### PROBLEM DESCRIPTION
Up to and including the line with "one. When two", repeat every line of the listing exactly, beginning at the first.

### INFORMATION PROVIDED

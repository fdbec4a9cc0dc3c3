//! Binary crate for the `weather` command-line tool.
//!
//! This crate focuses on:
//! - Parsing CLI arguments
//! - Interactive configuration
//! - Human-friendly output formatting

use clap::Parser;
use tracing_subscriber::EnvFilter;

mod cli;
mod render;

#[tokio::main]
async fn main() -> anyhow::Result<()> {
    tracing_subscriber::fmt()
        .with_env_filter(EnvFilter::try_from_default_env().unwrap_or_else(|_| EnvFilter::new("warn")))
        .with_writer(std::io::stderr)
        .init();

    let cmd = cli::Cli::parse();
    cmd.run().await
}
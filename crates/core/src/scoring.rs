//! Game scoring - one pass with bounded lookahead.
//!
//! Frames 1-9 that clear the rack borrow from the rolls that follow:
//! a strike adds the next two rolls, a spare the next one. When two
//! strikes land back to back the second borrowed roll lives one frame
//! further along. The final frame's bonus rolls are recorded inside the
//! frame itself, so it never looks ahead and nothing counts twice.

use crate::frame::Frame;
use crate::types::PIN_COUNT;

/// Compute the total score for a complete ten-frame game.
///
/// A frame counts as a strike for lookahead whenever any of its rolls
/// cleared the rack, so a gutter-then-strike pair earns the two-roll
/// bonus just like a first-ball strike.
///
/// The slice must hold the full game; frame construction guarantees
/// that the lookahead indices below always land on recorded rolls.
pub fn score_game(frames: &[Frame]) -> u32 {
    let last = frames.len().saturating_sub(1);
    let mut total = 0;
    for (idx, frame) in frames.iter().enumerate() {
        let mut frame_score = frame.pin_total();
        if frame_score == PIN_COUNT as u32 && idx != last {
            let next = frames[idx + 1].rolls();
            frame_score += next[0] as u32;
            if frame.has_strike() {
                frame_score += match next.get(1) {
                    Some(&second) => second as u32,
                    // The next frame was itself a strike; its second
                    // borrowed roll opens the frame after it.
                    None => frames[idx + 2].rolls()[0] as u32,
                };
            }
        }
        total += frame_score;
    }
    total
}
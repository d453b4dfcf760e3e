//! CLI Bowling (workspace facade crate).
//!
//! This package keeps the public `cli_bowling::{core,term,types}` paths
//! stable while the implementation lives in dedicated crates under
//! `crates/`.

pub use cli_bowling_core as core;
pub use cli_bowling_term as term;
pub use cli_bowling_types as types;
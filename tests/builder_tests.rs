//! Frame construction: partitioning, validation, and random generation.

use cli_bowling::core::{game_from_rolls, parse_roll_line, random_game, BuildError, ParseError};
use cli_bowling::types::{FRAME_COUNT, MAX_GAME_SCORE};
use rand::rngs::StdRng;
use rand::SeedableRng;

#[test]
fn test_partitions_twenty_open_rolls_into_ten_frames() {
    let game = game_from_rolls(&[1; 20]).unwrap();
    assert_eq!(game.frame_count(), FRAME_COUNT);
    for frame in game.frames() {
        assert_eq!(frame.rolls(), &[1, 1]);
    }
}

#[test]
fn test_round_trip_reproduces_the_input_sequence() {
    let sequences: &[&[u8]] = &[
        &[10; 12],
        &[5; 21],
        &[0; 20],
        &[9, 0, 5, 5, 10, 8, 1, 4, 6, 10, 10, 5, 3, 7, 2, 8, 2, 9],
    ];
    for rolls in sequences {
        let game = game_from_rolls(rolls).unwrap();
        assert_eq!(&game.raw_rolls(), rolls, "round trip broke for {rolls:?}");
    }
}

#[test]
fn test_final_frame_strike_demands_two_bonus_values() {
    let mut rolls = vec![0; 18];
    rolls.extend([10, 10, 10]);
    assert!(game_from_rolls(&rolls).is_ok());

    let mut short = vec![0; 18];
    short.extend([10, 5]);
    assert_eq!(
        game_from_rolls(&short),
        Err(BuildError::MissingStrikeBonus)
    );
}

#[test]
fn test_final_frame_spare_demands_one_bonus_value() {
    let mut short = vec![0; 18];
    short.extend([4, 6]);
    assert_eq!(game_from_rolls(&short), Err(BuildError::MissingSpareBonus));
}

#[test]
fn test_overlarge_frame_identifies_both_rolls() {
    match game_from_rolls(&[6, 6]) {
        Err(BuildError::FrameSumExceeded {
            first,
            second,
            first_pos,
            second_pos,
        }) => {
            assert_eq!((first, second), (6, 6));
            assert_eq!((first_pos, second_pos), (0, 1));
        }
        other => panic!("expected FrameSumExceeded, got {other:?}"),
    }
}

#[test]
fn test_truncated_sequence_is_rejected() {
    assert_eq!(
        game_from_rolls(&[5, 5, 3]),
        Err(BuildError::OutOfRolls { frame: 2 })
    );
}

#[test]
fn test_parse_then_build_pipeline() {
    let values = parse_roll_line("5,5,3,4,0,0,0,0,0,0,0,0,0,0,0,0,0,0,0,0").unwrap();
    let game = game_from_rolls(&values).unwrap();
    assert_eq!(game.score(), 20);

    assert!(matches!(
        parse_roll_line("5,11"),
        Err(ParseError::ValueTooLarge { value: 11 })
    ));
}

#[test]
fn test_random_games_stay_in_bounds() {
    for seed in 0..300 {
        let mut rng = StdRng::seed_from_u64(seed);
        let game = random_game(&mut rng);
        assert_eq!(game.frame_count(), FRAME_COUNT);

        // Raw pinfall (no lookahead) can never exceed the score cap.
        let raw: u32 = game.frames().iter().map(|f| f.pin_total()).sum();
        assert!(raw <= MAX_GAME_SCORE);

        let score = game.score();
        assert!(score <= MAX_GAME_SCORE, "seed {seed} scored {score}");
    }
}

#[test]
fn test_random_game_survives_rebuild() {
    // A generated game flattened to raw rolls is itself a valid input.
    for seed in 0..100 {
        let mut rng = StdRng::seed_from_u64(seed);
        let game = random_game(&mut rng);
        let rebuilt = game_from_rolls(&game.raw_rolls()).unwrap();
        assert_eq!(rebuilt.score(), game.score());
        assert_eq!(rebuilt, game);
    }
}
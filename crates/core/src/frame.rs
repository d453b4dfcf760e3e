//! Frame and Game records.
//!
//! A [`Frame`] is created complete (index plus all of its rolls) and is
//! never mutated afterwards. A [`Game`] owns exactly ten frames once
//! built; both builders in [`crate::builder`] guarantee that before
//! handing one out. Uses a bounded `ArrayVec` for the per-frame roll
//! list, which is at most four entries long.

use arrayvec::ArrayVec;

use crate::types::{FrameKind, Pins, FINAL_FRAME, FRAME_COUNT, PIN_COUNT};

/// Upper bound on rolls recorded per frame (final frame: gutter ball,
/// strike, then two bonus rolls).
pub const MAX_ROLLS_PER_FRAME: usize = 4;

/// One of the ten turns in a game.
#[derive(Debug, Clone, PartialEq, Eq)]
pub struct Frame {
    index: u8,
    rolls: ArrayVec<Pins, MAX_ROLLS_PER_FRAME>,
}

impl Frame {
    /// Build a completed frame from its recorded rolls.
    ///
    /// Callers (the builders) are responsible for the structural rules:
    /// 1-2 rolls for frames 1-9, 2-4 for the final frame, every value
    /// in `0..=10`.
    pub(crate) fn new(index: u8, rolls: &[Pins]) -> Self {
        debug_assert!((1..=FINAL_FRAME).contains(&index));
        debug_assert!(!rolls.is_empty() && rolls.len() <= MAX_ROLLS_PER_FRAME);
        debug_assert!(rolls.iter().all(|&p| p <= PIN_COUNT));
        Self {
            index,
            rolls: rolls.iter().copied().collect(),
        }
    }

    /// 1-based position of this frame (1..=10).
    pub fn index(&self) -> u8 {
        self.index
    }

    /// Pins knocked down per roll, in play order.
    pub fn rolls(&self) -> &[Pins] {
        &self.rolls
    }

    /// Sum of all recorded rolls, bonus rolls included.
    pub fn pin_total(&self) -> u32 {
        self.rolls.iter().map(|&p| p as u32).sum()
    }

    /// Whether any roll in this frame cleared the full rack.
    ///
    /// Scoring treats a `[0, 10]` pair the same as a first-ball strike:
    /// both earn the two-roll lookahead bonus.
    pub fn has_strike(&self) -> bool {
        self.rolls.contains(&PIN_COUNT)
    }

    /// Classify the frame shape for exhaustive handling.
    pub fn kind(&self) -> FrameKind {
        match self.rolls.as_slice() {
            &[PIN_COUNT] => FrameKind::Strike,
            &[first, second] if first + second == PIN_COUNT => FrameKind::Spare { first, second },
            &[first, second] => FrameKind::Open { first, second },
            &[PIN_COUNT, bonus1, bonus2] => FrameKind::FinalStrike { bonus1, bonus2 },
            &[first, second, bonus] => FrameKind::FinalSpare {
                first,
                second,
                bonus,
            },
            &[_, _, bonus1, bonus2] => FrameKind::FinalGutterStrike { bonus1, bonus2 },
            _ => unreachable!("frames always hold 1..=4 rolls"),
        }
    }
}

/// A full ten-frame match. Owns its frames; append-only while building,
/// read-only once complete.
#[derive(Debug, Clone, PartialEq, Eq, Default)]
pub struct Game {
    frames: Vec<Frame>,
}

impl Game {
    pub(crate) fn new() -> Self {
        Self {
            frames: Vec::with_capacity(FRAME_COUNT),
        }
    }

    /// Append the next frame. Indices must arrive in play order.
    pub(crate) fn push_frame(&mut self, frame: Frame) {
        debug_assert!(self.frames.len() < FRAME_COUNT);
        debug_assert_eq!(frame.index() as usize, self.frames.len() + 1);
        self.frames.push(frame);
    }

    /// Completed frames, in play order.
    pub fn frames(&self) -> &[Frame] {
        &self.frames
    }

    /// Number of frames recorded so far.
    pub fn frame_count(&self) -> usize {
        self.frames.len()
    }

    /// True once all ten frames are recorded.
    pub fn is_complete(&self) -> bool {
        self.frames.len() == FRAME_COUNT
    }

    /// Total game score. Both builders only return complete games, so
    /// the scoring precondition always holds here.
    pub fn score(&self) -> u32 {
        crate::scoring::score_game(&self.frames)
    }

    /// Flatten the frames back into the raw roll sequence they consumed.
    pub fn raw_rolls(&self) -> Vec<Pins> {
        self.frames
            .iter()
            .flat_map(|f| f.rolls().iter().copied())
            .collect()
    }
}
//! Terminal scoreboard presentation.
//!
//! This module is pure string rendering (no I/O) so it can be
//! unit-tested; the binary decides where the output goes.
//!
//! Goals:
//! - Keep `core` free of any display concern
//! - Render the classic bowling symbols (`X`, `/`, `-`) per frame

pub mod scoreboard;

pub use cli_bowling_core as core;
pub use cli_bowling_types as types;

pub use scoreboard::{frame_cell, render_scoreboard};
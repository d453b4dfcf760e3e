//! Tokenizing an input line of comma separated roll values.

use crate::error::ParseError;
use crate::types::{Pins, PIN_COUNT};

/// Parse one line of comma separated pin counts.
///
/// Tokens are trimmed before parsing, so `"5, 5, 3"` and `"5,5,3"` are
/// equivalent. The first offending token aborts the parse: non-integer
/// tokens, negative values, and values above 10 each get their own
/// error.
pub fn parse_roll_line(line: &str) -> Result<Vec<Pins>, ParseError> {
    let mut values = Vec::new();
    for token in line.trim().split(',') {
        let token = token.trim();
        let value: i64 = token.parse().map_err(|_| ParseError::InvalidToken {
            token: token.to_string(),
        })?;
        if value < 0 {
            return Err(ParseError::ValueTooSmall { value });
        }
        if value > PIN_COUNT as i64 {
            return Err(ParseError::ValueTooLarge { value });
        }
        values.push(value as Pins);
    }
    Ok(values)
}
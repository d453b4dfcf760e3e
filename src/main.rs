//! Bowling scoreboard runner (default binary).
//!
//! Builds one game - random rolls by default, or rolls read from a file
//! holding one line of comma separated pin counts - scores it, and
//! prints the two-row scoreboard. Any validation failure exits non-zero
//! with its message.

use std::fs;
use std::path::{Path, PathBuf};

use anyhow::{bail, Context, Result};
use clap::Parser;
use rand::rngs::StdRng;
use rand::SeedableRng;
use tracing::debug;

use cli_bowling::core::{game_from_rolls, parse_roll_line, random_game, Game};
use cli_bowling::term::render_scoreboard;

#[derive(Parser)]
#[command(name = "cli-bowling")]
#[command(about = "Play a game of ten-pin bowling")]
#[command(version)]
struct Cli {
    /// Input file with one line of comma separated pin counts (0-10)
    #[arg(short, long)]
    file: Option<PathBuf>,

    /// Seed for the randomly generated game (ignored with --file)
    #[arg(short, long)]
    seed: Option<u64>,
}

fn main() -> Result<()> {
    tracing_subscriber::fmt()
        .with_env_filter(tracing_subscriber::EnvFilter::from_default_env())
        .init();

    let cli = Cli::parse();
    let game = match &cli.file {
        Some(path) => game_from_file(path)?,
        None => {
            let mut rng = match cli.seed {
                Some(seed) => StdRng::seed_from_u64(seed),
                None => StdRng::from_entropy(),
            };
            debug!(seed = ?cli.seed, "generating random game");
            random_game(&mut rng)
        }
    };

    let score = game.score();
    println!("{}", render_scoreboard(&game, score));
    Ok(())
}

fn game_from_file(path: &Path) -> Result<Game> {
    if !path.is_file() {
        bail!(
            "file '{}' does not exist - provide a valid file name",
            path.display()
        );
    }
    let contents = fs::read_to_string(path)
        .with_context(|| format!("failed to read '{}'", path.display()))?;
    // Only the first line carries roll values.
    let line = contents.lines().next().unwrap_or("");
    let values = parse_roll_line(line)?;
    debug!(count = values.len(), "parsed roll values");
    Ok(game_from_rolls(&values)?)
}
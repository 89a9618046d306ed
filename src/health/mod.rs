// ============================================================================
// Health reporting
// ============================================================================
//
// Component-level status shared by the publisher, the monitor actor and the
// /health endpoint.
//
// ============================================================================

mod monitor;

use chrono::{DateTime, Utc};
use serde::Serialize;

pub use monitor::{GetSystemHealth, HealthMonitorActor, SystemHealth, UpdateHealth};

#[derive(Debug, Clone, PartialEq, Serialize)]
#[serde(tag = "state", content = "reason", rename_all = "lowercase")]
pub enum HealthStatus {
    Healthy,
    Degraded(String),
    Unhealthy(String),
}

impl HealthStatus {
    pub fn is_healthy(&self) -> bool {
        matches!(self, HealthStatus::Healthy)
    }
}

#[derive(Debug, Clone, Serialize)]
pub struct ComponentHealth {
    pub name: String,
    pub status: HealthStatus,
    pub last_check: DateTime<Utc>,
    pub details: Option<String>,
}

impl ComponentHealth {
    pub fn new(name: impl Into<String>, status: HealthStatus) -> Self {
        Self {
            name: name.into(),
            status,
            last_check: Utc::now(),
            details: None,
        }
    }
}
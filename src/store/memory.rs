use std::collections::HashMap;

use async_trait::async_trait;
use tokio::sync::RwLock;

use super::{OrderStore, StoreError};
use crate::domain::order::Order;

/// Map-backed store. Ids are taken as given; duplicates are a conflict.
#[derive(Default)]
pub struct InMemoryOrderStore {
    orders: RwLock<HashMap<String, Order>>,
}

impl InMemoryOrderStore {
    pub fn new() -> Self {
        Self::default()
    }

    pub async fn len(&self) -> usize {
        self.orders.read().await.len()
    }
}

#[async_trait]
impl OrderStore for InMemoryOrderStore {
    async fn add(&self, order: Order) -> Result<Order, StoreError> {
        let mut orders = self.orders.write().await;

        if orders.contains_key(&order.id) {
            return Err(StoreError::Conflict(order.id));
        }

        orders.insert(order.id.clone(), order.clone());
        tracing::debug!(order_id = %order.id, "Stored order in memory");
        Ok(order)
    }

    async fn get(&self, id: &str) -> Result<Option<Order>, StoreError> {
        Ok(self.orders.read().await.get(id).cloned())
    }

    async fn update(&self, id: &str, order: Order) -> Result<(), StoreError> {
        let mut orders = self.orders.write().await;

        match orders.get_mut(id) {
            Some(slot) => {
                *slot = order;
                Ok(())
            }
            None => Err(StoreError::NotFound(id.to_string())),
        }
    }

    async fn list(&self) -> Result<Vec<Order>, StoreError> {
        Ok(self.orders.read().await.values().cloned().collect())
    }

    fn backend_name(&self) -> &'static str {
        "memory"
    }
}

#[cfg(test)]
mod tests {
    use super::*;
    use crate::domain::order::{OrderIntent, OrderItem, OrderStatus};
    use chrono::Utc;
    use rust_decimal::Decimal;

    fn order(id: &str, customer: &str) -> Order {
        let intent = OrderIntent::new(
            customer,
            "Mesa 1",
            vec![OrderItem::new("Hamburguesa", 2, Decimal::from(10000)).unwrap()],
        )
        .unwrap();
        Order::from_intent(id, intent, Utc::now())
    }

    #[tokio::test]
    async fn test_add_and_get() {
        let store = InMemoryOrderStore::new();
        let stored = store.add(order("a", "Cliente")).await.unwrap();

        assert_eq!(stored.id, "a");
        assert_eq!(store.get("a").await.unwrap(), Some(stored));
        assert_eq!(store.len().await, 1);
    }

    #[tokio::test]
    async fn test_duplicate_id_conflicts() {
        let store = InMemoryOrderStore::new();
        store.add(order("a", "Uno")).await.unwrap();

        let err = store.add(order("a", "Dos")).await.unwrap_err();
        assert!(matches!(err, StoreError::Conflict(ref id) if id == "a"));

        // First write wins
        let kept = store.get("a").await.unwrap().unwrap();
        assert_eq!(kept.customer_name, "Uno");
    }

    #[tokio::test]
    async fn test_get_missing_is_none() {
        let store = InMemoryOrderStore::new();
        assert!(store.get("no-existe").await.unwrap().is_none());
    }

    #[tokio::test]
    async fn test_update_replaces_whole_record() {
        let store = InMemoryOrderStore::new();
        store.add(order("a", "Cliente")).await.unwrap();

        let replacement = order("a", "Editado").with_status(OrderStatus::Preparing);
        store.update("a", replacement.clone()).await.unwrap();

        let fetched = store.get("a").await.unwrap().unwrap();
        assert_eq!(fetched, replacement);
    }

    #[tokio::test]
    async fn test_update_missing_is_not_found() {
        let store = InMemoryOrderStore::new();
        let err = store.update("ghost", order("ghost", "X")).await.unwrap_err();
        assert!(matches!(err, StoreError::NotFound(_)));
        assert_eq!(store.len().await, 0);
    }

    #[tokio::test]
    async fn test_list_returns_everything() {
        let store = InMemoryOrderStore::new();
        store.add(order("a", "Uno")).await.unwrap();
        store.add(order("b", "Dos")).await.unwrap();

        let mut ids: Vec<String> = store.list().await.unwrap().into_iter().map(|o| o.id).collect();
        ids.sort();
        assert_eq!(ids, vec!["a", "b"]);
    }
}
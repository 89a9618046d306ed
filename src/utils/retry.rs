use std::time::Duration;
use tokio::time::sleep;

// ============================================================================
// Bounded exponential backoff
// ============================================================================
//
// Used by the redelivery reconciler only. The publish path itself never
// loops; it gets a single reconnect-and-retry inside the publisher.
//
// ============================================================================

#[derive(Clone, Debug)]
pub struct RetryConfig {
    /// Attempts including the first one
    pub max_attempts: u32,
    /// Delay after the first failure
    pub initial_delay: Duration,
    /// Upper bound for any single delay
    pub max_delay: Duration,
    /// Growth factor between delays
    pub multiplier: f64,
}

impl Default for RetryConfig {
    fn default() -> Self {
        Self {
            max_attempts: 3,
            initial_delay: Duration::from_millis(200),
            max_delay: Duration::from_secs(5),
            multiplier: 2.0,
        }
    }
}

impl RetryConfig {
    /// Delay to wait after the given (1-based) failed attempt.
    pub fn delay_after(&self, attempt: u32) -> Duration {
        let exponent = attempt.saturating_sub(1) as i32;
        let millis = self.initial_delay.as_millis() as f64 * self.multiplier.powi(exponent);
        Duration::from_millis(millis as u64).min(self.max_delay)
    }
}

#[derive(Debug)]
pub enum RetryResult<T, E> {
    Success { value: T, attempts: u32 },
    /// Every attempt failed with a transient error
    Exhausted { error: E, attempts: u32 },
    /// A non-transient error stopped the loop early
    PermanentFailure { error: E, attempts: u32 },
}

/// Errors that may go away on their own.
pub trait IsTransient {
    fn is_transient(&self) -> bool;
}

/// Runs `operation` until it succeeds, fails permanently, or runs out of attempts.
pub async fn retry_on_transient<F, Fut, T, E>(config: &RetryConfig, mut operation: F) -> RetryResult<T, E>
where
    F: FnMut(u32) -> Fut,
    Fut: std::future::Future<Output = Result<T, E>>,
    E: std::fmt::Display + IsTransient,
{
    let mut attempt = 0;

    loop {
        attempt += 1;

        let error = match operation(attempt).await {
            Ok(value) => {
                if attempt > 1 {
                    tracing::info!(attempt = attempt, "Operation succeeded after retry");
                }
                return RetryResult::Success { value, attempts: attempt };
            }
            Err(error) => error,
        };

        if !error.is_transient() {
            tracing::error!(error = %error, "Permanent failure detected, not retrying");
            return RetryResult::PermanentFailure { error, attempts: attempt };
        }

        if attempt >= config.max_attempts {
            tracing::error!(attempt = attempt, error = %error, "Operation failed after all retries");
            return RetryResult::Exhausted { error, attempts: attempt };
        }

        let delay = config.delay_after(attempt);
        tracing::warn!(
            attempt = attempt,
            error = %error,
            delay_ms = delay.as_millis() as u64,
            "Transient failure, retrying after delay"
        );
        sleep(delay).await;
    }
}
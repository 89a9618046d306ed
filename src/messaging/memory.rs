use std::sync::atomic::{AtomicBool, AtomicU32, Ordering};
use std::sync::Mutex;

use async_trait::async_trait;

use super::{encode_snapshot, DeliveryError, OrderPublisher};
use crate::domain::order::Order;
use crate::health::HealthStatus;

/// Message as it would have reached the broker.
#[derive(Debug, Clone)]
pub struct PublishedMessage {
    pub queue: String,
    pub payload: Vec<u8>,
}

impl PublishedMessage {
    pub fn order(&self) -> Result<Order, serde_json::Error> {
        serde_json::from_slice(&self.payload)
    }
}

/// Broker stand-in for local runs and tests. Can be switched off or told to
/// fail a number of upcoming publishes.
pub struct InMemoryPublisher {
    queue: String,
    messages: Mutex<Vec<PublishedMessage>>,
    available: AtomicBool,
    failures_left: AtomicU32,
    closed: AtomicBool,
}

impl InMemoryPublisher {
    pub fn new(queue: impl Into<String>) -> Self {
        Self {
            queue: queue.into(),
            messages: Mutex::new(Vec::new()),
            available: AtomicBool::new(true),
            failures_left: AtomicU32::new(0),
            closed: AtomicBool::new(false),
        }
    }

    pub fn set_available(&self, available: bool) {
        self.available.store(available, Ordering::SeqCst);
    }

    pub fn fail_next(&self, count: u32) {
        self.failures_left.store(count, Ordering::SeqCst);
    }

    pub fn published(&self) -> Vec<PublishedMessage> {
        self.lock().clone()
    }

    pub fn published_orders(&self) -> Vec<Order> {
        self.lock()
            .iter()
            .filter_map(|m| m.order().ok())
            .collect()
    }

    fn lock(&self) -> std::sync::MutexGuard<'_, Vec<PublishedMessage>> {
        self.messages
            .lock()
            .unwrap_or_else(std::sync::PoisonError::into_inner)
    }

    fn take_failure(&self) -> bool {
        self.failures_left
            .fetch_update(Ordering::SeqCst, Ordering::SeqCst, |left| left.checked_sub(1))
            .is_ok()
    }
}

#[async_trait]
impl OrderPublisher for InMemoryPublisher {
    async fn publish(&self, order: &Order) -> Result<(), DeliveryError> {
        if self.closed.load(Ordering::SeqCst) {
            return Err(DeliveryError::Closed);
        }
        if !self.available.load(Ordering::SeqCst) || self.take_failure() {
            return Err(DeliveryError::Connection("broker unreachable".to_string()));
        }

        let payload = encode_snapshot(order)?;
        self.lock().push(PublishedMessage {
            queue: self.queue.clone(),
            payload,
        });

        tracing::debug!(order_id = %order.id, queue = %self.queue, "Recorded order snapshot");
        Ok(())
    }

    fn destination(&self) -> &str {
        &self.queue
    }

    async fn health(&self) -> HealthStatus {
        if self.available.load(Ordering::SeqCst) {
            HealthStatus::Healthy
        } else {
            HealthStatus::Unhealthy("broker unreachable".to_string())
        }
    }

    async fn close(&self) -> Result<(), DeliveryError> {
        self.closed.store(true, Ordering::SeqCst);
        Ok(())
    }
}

### SOLUTION TO THE PROBLEM
repository fdbec4a9cc0dc3c3
//! Binary crate for the `weather` command-line tool.
//!
//! This crate focuses on:
//! - Parsing CLI arguments
//! - Interactive configuration
//! - Human-friendly output formatting

use clap::Parser;
use tracing_subscriber::EnvFilter;

mod cli;
mod render;

#[tokio::main]
async fn main() -> anyhow::Result<()> {
    tracing_subscriber::fmt()
        .with_env_filter(EnvFilter::try_from_default_env().unwrap_or_else(|_| EnvFilter::new("warn")))
        .with_writer(std::io::stderr)
        .init();

    let cmd = cli::Cli::parse();
    cmd.run().await
}
filename crates/core/src/scoring.rs
//! Game scoring - one pass with bounded lookahead.
//!
//! Frames 1-9 that clear the rack borrow from the rolls that follow:
//! a strike adds the next two rolls, a spare the next one. When two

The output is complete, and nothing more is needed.